§ Task goal
Return the records that follow, unchanged and complete.

#####

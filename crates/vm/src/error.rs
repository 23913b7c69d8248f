//! VM 错误类型

use core::fmt;

/// 系统调用层使用的 errno 常量
mod errno {
    pub const EIO: isize = 5;
    pub const ENOMEM: isize = 12;
    pub const EACCES: isize = 13;
    pub const EFAULT: isize = 14;
    pub const EEXIST: isize = 17;
    pub const EINVAL: isize = 22;
}

/// VM 操作的错误
///
/// 资源耗尽和 I/O 错误使触发它的操作失败；
/// 非法访问对进程致命，但不会导致内核 panic。
#[derive(Debug, Clone, Copy, PartialEq, Eq)]
pub enum VmError {
    /// 地址已存在于补充页表中
    AlreadyMapped,
    /// 地址不在补充页表中，或不是一个映射的起始地址
    NotMapped,
    /// 空页、越界或溢出的地址
    InvalidAddress,
    /// 地址或偏移未按页对齐
    Misaligned,
    /// 长度为 0、文件为空等非法参数
    InvalidArgument,
    /// 写只读页
    WriteToReadOnly,
    /// 访问已存在的映射时发生保护错误
    ProtectionFault,
    /// 无空闲帧且没有可驱逐的帧
    OutOfFrames,
    /// 交换区已满
    SwapExhausted,
    /// 交换磁盘读写失败
    DiskIo,
    /// 文件读写失败（负 errno）
    FileIo(isize),
}

/// VM 操作结果
pub type VmResult<T> = Result<T, VmError>;

impl VmError {
    /// 转换为负的 errno
    pub fn to_errno(self) -> isize {
        match self {
            VmError::AlreadyMapped => -errno::EEXIST,
            VmError::NotMapped
            | VmError::InvalidAddress
            | VmError::ProtectionFault => -errno::EFAULT,
            VmError::Misaligned | VmError::InvalidArgument => -errno::EINVAL,
            VmError::WriteToReadOnly => -errno::EACCES,
            VmError::OutOfFrames | VmError::SwapExhausted => -errno::ENOMEM,
            VmError::DiskIo => -errno::EIO,
            VmError::FileIo(e) if e < 0 => e,
            VmError::FileIo(_) => -errno::EIO,
        }
    }

    /// 是否为资源耗尽类错误
    pub fn is_exhaustion(self) -> bool {
        matches!(self, VmError::OutOfFrames | VmError::SwapExhausted)
    }
}

impl fmt::Display for VmError {
    fn fmt(&self, f: &mut fmt::Formatter<'_>) -> fmt::Result {
        match self {
            VmError::AlreadyMapped => write!(f, "address already mapped"),
            VmError::NotMapped => write!(f, "address not mapped"),
            VmError::InvalidAddress => write!(f, "invalid user address"),
            VmError::Misaligned => write!(f, "address or offset not page aligned"),
            VmError::InvalidArgument => write!(f, "invalid argument"),
            VmError::WriteToReadOnly => write!(f, "write to read-only page"),
            VmError::ProtectionFault => write!(f, "protection fault on present page"),
            VmError::OutOfFrames => write!(f, "out of physical frames"),
            VmError::SwapExhausted => write!(f, "swap space exhausted"),
            VmError::DiskIo => write!(f, "swap disk I/O error"),
            VmError::FileIo(e) => write!(f, "file I/O error ({})", e),
        }
    }
}
//! Configuration module for SpendWise
//!
//! - Data directory resolution
//! - Persisted budget settings

pub mod paths;
pub mod settings;

pub use paths::SpendwisePaths;
pub use settings::{AppSettings, SettingsUpdate};
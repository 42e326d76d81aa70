//! Settings CLI commands

use clap::Subcommand;

use crate::config::settings::SettingsUpdate;
use crate::display::settings::{format_profile, format_settings};
use crate::error::{SpendwiseError, SpendwiseResult};
use crate::models::Money;
use crate::session::Session;

#[derive(Subcommand, Debug)]
pub enum SettingsCommands {
    /// Show the profile and budget settings
    Show,
    /// Change the weekly limit and/or monthly budget
    Set {
        /// Weekly expense limit in rupees
        #[arg(short, long)]
        weekly_limit: Option<String>,
        /// Monthly savings target in rupees
        #[arg(short, long)]
        monthly_budget: Option<String>,
    },
}

pub fn handle_settings_command(session: &mut Session, cmd: SettingsCommands) -> SpendwiseResult<()> {
    match cmd {
        SettingsCommands::Show => {
            if let Some(profile) = session.profile()? {
                print!("{}", format_profile(&profile));
            }
            print!("{}", format_settings(&session.settings()?));
        }
        SettingsCommands::Set {
            weekly_limit,
            monthly_budget,
        } => {
            let update = SettingsUpdate {
                weekly_limit: weekly_limit.as_deref().map(parse_amount).transpose()?,
                monthly_budget: monthly_budget.as_deref().map(parse_amount).transpose()?,
            };
            let settings = session.update_settings(update)?;
            println!("Settings updated");
            print!("{}", format_settings(&settings));
        }
    }

    Ok(())
}

fn parse_amount(s: &str) -> SpendwiseResult<Money> {
    Money::parse(s).map_err(|e| SpendwiseError::InvalidInput(e.to_string()))
}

#####

§ Task result
filename crates/vm/src/error.rs
repository 23913b7c69d8248f
//! VM 错误类型

use core::fmt;

/// 系统调用层使用的 errno 常量
mod errno {
    pub const EIO: isize = 5;
    pub const ENOMEM: isize = 12;
    pub const EACCES: isize = 13;
    pub const EFAULT: isize = 14;
    pub const EEXIST: isize = 17;
    pub const EINVAL: isize = 22;
}

/// VM 操作的错误
///
/// 资源耗尽和 I/O 错误使触发它的操作失败；
/// 非法访问对进程致命，但不会导致内核 panic。
#[derive(Debug, Clone, Copy, PartialEq, Eq)]
pub enum VmError {
    /// 地址已存在于补充页表中
    AlreadyMapped,
    /// 地址不在补充页表中，或不是一个映射的起始地址
    NotMapped,
    /// 空页、越界或溢出的地址
    InvalidAddress,
    /// 地址或偏移未按页对齐
    Misaligned,
    /// 长度为 0、文件为空等非法参数
    InvalidArgument,
    /// 写只读页
    WriteToReadOnly,
    /// 访问已存在的映射时发生保护错误
    ProtectionFault,
    /// 无空闲帧且没有可驱逐的帧
    OutOfFrames,
    /// 交换区已满
    SwapExhausted,
    /// 交换磁盘读写失败
    DiskIo,
    /// 文件读写失败（负 errno）
    FileIo(isize),
}

/// VM 操作结果
pub type VmResult<T> = Result<T, VmError>;

impl VmError {
    /// 转换为负的 errno
    pub fn to_errno(self) -> isize {
        match self {
            VmError::AlreadyMapped => -errno::EEXIST,
            VmError::NotMapped
            | VmError::InvalidAddress
            | VmError::ProtectionFault => -errno::EFAULT,
            VmError::Misaligned | VmError::InvalidArgument => -errno::EINVAL,
            VmError::WriteToReadOnly => -errno::EACCES,
            VmError::OutOfFrames | VmError::SwapExhausted => -errno::ENOMEM,
            VmError::DiskIo => -errno::EIO,
            VmError::FileIo(e) if e < 0 => e,
            VmError::FileIo(_) => -errno::EIO,
        }
    }

    /// 是否为资源耗尽类错误
    pub fn is_exhaustion(self) -> bool {
        matches!(self, VmError::OutOfFrames | VmError::SwapExhausted)
    }
}

impl fmt::Display for VmError {
    fn fmt(&self, f: &mut fmt::Formatter<'_>) -> fmt::Result {
        match self {
            VmError::AlreadyMapped => write!(f, "address already mapped"),
            VmError::NotMapped => write!(f, "address not mapped"),
            VmError::InvalidAddress => write!(f, "invalid user address"),
            VmError::Misaligned => write!(f, "address or offset not page aligned"),
            VmError::InvalidArgument => write!(f, "invalid argument"),
            VmError::WriteToReadOnly => write!(f, "write to read-only page"),
            VmError::ProtectionFault => write!(f, "protection fault on present page"),
            VmError::OutOfFrames => write!(f, "out of physical frames"),
            VmError::SwapExhausted => write!(f, "swap space exhausted"),
            VmError::DiskIo => write!(f, "swap disk I/O error"),
            VmError::FileIo(e) => write!(f, "file I/O error ({})", e),
        }
    }
}
//! Configuration module for SpendWise
//!
//! - Data directory resolution
//! - Persisted budget settings

pub mod paths;
pub mod settings;

pub use paths::SpendwisePaths;
pub use settings::{AppSettings, SettingsUpdate};
repository 42e326d76d81aa70
//! Settings CLI commands

use clap::Subcommand;

use crate::config::settings::SettingsUpdate;
use crate::display::settings::{format_profile, format_settings};
use crate::error::{SpendwiseError, SpendwiseResult};
use crate::models::Money;
use crate::session::Session;

#[derive(Subcommand, Debug)]
pub enum SettingsCommands {
    /// Show the profile and budget settings
    Show,
    /// Change the weekly limit and/or monthly budget
    Set {
        /// Weekly expense limit in rupees
        #[arg(short, long)]
        weekly_limit: Option<String>,
        /// Monthly savings target in rupees
        #[arg(short, long)]
        monthly_budget: Option<String>,
    },
}

pub fn handle_settings_command(session: &mut Session, cmd: SettingsCommands) -> SpendwiseResult<()> {
    match cmd {
        SettingsCommands::Show => {
            if let Some(profile) = session.profile()? {
                print!("{}", format_profile(&profile));
            }
            print!("{}", format_settings(&session.settings()?));
        }
        SettingsCommands::Set {
            weekly_limit,
            monthly_budget,
        } => {
            let update = SettingsUpdate {
                weekly_limit: weekly_limit.as_deref().map(parse_amount).transpose()?,
                monthly_budget: monthly_budget.as_deref().map(parse_amount).transpose()?,
            };
            let settings = session.update_settings(update)?;
            println!("Settings updated");
            print!("{}", format_settings(&settings));
        }
    }

    Ok(())
}

fn parse_amount(s: &str) -> SpendwiseResult<Money> {
    Money::parse(s).map_err(|e| SpendwiseError::InvalidInput(e.to_string()))
}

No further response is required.